[Stored items]
···

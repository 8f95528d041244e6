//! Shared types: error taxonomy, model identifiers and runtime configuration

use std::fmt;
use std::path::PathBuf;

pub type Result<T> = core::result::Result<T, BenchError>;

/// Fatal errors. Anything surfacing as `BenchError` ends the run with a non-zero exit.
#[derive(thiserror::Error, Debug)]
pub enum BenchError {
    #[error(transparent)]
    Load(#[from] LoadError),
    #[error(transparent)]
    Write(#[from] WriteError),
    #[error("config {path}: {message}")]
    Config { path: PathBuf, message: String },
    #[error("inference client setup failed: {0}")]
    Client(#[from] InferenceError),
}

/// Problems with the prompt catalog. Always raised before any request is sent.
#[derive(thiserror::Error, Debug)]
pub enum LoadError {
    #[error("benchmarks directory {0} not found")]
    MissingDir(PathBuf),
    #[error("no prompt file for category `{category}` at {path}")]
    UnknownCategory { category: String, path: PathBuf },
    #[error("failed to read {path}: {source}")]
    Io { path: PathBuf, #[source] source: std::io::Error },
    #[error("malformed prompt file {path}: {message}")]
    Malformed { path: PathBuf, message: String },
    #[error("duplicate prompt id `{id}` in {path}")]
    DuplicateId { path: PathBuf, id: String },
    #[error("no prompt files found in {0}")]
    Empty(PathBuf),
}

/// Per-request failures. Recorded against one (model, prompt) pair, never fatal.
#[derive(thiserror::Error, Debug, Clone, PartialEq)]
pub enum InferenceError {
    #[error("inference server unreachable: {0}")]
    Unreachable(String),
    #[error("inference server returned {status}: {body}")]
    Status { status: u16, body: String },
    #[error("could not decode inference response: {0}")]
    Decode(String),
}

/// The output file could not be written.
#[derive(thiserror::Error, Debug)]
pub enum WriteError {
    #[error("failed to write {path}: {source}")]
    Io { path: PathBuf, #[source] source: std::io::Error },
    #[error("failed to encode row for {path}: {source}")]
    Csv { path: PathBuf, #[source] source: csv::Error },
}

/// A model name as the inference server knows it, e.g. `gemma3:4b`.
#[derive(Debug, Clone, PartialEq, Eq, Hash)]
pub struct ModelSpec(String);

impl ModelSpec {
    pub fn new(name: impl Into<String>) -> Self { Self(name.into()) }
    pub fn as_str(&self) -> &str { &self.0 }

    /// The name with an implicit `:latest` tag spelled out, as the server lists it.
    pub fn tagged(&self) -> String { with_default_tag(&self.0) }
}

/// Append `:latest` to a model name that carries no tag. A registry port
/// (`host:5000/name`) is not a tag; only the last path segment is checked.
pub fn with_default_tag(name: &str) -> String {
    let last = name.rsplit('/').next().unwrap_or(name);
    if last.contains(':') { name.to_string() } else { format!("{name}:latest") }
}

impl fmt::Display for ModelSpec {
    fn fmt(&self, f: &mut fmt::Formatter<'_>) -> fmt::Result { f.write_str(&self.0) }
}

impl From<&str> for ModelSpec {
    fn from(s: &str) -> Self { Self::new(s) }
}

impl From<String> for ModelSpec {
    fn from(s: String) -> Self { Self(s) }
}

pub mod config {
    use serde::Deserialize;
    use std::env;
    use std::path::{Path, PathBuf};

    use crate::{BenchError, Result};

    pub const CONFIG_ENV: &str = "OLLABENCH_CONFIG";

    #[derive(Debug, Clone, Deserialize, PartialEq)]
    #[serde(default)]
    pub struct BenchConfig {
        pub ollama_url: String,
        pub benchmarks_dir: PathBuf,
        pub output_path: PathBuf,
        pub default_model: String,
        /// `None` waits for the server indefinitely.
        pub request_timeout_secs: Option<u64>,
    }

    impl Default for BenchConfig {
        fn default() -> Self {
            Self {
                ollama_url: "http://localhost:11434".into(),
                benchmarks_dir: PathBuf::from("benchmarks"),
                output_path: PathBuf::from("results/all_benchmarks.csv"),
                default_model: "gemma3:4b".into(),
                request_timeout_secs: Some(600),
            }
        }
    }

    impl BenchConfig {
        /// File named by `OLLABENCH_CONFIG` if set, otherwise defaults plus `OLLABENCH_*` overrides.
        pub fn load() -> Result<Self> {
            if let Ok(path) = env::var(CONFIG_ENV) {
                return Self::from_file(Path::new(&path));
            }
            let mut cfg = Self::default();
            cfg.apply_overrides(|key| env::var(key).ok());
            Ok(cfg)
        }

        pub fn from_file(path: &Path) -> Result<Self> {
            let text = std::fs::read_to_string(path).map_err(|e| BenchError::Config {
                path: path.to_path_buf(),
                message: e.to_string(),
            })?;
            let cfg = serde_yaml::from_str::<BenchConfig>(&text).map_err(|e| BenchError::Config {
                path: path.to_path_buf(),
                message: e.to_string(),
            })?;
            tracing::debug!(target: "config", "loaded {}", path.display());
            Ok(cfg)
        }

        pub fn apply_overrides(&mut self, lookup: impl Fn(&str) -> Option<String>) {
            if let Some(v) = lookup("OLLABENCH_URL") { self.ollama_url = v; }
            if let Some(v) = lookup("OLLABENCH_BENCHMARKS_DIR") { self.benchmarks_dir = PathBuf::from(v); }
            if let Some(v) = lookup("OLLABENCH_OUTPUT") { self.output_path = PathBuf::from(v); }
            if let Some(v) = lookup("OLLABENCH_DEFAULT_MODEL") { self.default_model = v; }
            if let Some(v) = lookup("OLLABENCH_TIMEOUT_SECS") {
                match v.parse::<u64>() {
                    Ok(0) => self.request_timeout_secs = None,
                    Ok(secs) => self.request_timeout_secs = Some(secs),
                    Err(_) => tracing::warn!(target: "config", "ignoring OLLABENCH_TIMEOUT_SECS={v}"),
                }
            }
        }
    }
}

···

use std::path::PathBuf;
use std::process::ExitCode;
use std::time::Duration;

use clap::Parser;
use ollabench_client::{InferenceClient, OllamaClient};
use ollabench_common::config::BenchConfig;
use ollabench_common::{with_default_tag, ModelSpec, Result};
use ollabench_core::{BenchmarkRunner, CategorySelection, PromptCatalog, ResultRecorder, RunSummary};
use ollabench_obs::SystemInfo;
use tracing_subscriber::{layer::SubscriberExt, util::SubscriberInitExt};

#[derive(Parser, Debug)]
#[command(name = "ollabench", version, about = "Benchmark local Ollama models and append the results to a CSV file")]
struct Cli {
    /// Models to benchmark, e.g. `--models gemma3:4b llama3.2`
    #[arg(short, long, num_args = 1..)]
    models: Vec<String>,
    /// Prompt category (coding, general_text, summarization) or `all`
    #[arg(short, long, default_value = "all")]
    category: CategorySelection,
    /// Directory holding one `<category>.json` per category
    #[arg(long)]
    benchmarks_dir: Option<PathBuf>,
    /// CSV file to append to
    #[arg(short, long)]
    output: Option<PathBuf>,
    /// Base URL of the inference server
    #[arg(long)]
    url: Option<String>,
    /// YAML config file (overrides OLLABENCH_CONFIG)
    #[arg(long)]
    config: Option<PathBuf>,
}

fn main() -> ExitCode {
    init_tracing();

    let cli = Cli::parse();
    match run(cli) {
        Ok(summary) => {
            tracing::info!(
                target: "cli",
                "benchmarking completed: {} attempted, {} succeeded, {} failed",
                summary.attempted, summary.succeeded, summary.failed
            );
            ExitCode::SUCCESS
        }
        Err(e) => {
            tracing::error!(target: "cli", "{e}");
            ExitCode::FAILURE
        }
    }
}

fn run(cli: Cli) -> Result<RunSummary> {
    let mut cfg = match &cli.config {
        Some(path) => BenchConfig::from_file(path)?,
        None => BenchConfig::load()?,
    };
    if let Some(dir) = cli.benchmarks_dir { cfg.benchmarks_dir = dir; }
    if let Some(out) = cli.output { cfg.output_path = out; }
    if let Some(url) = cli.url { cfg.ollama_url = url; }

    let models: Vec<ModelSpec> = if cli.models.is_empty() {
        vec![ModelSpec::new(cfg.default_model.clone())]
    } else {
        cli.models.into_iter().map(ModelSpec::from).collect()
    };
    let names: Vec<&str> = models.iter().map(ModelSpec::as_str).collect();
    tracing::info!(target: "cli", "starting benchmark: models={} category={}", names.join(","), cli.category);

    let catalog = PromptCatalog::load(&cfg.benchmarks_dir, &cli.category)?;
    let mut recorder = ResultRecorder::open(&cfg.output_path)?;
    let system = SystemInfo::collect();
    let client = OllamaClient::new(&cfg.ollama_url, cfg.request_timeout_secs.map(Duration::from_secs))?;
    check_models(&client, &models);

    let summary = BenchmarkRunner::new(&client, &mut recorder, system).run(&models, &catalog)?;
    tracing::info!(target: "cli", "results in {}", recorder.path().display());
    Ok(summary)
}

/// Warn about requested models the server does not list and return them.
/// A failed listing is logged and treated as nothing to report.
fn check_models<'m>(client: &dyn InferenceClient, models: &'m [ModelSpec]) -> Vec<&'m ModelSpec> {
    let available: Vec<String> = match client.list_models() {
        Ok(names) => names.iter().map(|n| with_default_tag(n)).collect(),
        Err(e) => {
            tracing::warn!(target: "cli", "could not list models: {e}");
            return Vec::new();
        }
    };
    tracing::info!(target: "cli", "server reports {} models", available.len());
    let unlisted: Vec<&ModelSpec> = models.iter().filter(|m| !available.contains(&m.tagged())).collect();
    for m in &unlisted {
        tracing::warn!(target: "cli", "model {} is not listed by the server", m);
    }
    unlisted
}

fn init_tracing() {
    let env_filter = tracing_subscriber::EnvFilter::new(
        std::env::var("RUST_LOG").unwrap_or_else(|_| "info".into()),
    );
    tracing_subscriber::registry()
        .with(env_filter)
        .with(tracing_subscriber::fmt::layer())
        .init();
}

···

Please show every line of the records that holds the word "Option".

        pub request_timeout_secs: Option<u64>,
        pub fn apply_overrides(&mut self, lookup: impl Fn(&str) -> Option<String>) {
    benchmarks_dir: Option<PathBuf>,
    output: Option<PathBuf>,
    url: Option<String>,
    config: Option<PathBuf>,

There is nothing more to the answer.